··· GIVEN INFORMATION

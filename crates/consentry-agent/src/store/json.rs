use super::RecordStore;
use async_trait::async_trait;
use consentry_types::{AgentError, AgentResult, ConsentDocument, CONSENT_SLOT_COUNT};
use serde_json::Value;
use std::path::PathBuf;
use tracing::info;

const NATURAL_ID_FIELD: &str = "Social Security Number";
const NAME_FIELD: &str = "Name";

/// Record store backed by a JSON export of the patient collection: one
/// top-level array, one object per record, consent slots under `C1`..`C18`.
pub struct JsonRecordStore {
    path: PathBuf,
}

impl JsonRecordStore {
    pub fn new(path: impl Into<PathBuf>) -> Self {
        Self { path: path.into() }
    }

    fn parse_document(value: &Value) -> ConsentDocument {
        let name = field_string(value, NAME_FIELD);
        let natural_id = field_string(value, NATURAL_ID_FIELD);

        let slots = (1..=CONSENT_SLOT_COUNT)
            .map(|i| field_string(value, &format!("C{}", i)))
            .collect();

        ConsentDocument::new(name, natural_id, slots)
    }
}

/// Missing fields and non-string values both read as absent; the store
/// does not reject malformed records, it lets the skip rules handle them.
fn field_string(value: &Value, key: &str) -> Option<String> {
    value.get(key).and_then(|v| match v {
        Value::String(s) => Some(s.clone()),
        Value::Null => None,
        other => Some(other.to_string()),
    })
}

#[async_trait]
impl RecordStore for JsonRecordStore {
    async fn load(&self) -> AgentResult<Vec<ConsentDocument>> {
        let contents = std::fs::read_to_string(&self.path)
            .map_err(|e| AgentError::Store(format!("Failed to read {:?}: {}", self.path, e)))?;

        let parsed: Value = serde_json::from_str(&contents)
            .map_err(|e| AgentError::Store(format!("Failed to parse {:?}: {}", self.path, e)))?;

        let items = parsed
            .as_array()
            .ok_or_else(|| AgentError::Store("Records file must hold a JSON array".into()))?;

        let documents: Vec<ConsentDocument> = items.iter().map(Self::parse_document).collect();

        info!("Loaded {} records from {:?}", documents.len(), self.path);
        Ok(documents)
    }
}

······

* YOUR GOAL
Your answer should consist only of the lines above between the line holding "let parsed: Value" and the line holding "let documents: Vec<ConsentDocument>", inclusive, each transcribed exactly.

* SOLUTION TO THIS PROBLEM
        let parsed: Value = serde_json::from_str(&contents)
            .map_err(|e| AgentError::Store(format!("Failed to parse {:?}: {}", self.path, e)))?;

        let items = parsed
            .as_array()
            .ok_or_else(|| AgentError::Store("Records file must hold a JSON array".into()))?;

        let documents: Vec<ConsentDocument> = items.iter().map(Self::parse_document).collect();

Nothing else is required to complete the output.